AbstractDespite the fact that tumor microenvironment (TME) and gene mutations are the main determinants of progression of the deadliest cancer in the world – lung cancer – their interrelations are not well understood. Digital pathology data provide a unique insight into the spatial composition of the TME. Various spatial metrics and machine learning approaches were proposed for prediction of either patient survival or gene mutations from these data. Still, these approaches are limited in the scope of analyzed features and in their explainability and as such fail to transfer to clinical practice. Here, we generated 23,199 image patches from 55 hematoxylin-and-eosin (H&E)-stained lung cancer tissue sections and annotated them into 9 different tissue classes.

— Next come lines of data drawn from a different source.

//! Role-based authorization middleware.
//!
//! Must run after [`super::auth::require_auth`]; without an identity in the
//! request extensions every request is answered with 401.

use axum::{
    extract::{Request, State},
    middleware::Next,
    response::Response,
};
use rentwise_auth::{AuthError, RequestIdentity, Role, RoleGuard, with_roles};
use tracing::debug;

/// Lets the request through only if the caller's role is in the guard's list.
///
/// ```rust,ignore
/// let admin_routes = Router::new()
///     .route("/users", get(list_users))
///     .route_layer(middleware::from_fn_with_state(with_roles([Role::Admin]), require_roles))
///     .route_layer(middleware::from_fn_with_state(state.clone(), require_auth));
/// ```
pub async fn require_roles(
    State(guard): State<RoleGuard>,
    req: Request,
    next: Next,
) -> Result<Response, AuthError> {
    let identity = req.extensions().get::<RequestIdentity>();

    guard.check(identity).inspect_err(|err| {
        debug!(
            path = %req.uri().path(),
            role = ?identity.map(|i| i.role),
            allowed = ?guard.allowed(),
            reason = %err,
            "Request rejected by role guard"
        );
    })?;

    Ok(next.run(req).await)
}

/// Roles that may publish listings.
pub fn listing_publishers() -> RoleGuard {
    with_roles([Role::Owner, Role::Broker, Role::Admin])
}

pub fn admins_only() -> RoleGuard {
    with_roles([Role::Admin])
}
mod common;

use axum::http::StatusCode;
use common::{RequestSpec, TEST_PASSWORD, read_json, register_user, send, setup_test_app};
use serde_json::json;

#[tokio::test]
async fn test_get_profile() {
    let (app, _) = setup_test_app();
    let (token, user) = register_user(&app, "owner").await;

    let response = send(&app, RequestSpec::new("GET", "/api/user/profile").cookie(&token)).await;

    assert_eq!(response.status(), StatusCode::OK);
    let body = read_json(response).await;
    assert_eq!(body["user"]["id"], user["id"]);
    assert_eq!(body["user"]["notifications"]["push"]["newMessages"], true);
    assert!(body["user"].get("passwordHash").is_none());
}

#[tokio::test]
async fn test_profile_for_unknown_user_is_not_found() {
    let (app, state) = setup_test_app();
    let token = state
        .tokens
        .issue(
            &uuid::Uuid::new_v4().to_string(),
            "ghost@example.com",
            rentwise_auth::Role::Renter,
        )
        .unwrap();

    let response = send(&app, RequestSpec::new("GET", "/api/user/profile").bearer(&token)).await;

    assert_eq!(response.status(), StatusCode::NOT_FOUND);
    assert_eq!(read_json(response).await["message"], "User not found");
}

#[tokio::test]
async fn test_profile_with_non_uuid_subject_is_unauthorized() {
    let (app, state) = setup_test_app();
    let token = state
        .tokens
        .issue(
            "6650f1c2a1b2c3d4e5f60718",
            "legacy@example.com",
            rentwise_auth::Role::Owner,
        )
        .unwrap();

    let me = send(&app, RequestSpec::new("GET", "/api/auth/me").bearer(&token)).await;
    assert_eq!(me.status(), StatusCode::OK);

    let response = send(&app, RequestSpec::new("GET", "/api/user/profile").bearer(&token)).await;
    assert_eq!(response.status(), StatusCode::UNAUTHORIZED);
    assert_eq!(
        read_json(response).await["message"],
        "Unauthorized: Invalid token"
    );
}

#[tokio::test]
async fn test_update_profile_partial() {
    let (app, _) = setup_test_app();
    let (token, user) = register_user(&app, "broker").await;

    let response = send(
        &app,
        RequestSpec::new("PUT", "/api/user/profile")
            .cookie(&token)
            .json(json!({ "phone": "+2348000000000", "bio": "Ten years in Lekki" })),
    )
    .await;

    assert_eq!(response.status(), StatusCode::OK);
    let body = read_json(response).await;
    assert_eq!(body["message"], "Profile updated successfully");
    assert_eq!(body["user"]["name"], user["name"]);
    assert_eq!(body["user"]["email"], user["email"]);
    assert_eq!(body["user"]["phone"], "+2348000000000");
    assert_eq!(body["user"]["bio"], "Ten years in Lekki");
}

#[tokio::test]
async fn test_update_profile_email_taken() {
    let (app, _) = setup_test_app();
    let (_, other) = register_user(&app, "renter").await;
    let (token, _) = register_user(&app, "renter").await;

    let response = send(
        &app,
        RequestSpec::new("PUT", "/api/user/profile")
            .cookie(&token)
            .json(json!({ "email": other["email"] })),
    )
    .await;

    assert_eq!(response.status(), StatusCode::BAD_REQUEST);
    assert_eq!(read_json(response).await["message"], "Email already in use");
}

#[tokio::test]
async fn test_change_password_flow() {
    let (app, _) = setup_test_app();
    let (token, user) = register_user(&app, "renter").await;

    let wrong = send(
        &app,
        RequestSpec::new("PUT", "/api/user/password")
            .cookie(&token)
            .json(json!({ "currentPassword": "notmypassword", "newPassword": "newpassword456" })),
    )
    .await;
    assert_eq!(wrong.status(), StatusCode::BAD_REQUEST);
    assert_eq!(
        read_json(wrong).await["message"],
        "Current password is incorrect"
    );

    let changed = send(
        &app,
        RequestSpec::new("PUT", "/api/user/password")
            .cookie(&token)
            .json(json!({ "currentPassword": TEST_PASSWORD, "newPassword": "newpassword456" })),
    )
    .await;
    assert_eq!(changed.status(), StatusCode::OK);

    let old_login = send(
        &app,
        RequestSpec::new("POST", "/api/auth/login")
            .json(json!({ "email": user["email"], "password": TEST_PASSWORD })),
    )
    .await;
    assert_eq!(old_login.status(), StatusCode::UNAUTHORIZED);

    let new_login = send(
        &app,
        RequestSpec::new("POST", "/api/auth/login")
            .json(json!({ "email": user["email"], "password": "newpassword456" })),
    )
    .await;
    assert_eq!(new_login.status(), StatusCode::OK);
}

#[tokio::test]
async fn test_change_password_too_short() {
    let (app, _) = setup_test_app();
    let (token, _) = register_user(&app, "renter").await;

    let response = send(
        &app,
        RequestSpec::new("PUT", "/api/user/password")
            .cookie(&token)
            .json(json!({ "currentPassword": TEST_PASSWORD, "newPassword": "short" })),
    )
    .await;

    assert_eq!(response.status(), StatusCode::UNPROCESSABLE_ENTITY);
}

#[tokio::test]
async fn test_update_settings_replaces_given_groups() {
    let (app, _) = setup_test_app();
    let (token, _) = register_user(&app, "owner").await;

    let response = send(
        &app,
        RequestSpec::new("PUT", "/api/user/settings")
            .cookie(&token)
            .json(json!({
                "privacy": { "showPhone": true, "profileVisibility": "public" }
            })),
    )
    .await;

    assert_eq!(response.status(), StatusCode::OK);
    let body = read_json(response).await;
    assert_eq!(body["message"], "Settings updated successfully");
    assert_eq!(body["user"]["privacy"]["showPhone"], true);
    assert_eq!(body["user"]["privacy"]["showEmail"], false);
    assert_eq!(body["user"]["privacy"]["profileVisibility"], "public");
    assert_eq!(body["user"]["notifications"]["email"]["marketing"], true);
}

#[tokio::test]
async fn test_user_routes_require_credential() {
    let (app, _) = setup_test_app();

    for (method, uri) in [
        ("GET", "/api/user/profile"),
        ("PUT", "/api/user/profile"),
        ("PUT", "/api/user/password"),
        ("PUT", "/api/user/settings"),
    ] {
        let response = send(&app, RequestSpec::new(method, uri).json(json!({}))).await;
        assert_eq!(response.status(), StatusCode::UNAUTHORIZED, "{method} {uri}");
    }
}
use std::env;
use std::fmt;

use crate::error::ConfigError;
use crate::parse_or;

/// Credentials stay valid for seven days unless overridden.
pub const DEFAULT_TOKEN_EXPIRY_SECONDS: i64 = 60 * 60 * 24 * 7;

#[derive(Clone)]
pub struct JwtConfig {
    pub secret: String,
    pub token_expiry: i64,
}

impl fmt::Debug for JwtConfig {
    fn fmt(&self, f: &mut fmt::Formatter<'_>) -> fmt::Result {
        f.debug_struct("JwtConfig")
            .field("secret", &"<redacted>")
            .field("token_expiry", &self.token_expiry)
            .finish()
    }
}

impl JwtConfig {
    pub fn new(secret: impl Into<String>) -> Self {
        Self {
            secret: secret.into(),
            token_expiry: DEFAULT_TOKEN_EXPIRY_SECONDS,
        }
    }

    pub fn from_env() -> Result<Self, ConfigError> {
        Self::from_source(|key| env::var(key).ok())
    }

    /// Loads the config through `lookup`. `JWT_SECRET` must be present and
    /// non-blank; without it no credential could be verified.
    pub fn from_source<F>(lookup: F) -> Result<Self, ConfigError>
    where
        F: Fn(&str) -> Option<String>,
    {
        let secret = lookup("JWT_SECRET")
            .filter(|s| !s.trim().is_empty())
            .ok_or(ConfigError::Missing("JWT_SECRET"))?;

        let token_expiry = parse_or(&lookup, "JWT_EXPIRY_SECONDS", DEFAULT_TOKEN_EXPIRY_SECONDS)?;
        if token_expiry <= 0 {
            return Err(ConfigError::Invalid {
                name: "JWT_EXPIRY_SECONDS",
                reason: "must be a positive number of seconds".to_string(),
            });
        }

        Ok(Self {
            secret,
            token_expiry,
        })
    }
}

Using this dataset, we trained a deep neural network ARA-CNN, achieving per-class AUC ranging from 0.72 to 0.99. We applied the trained network to segment 467 lung cancer H&E images downloaded from The Cancer Genome Atlas (TCGA) database. We used the segmented images to compute human interpretable features reflecting the heterogeneous composition of the TME, and successfully utilized them to predict patient survival (c-index 0.723) and cancer gene mutations (largest AUC 73.5% for PDGFRB). Our approach can be generalized to different cancer types to inform precision medicine strategies.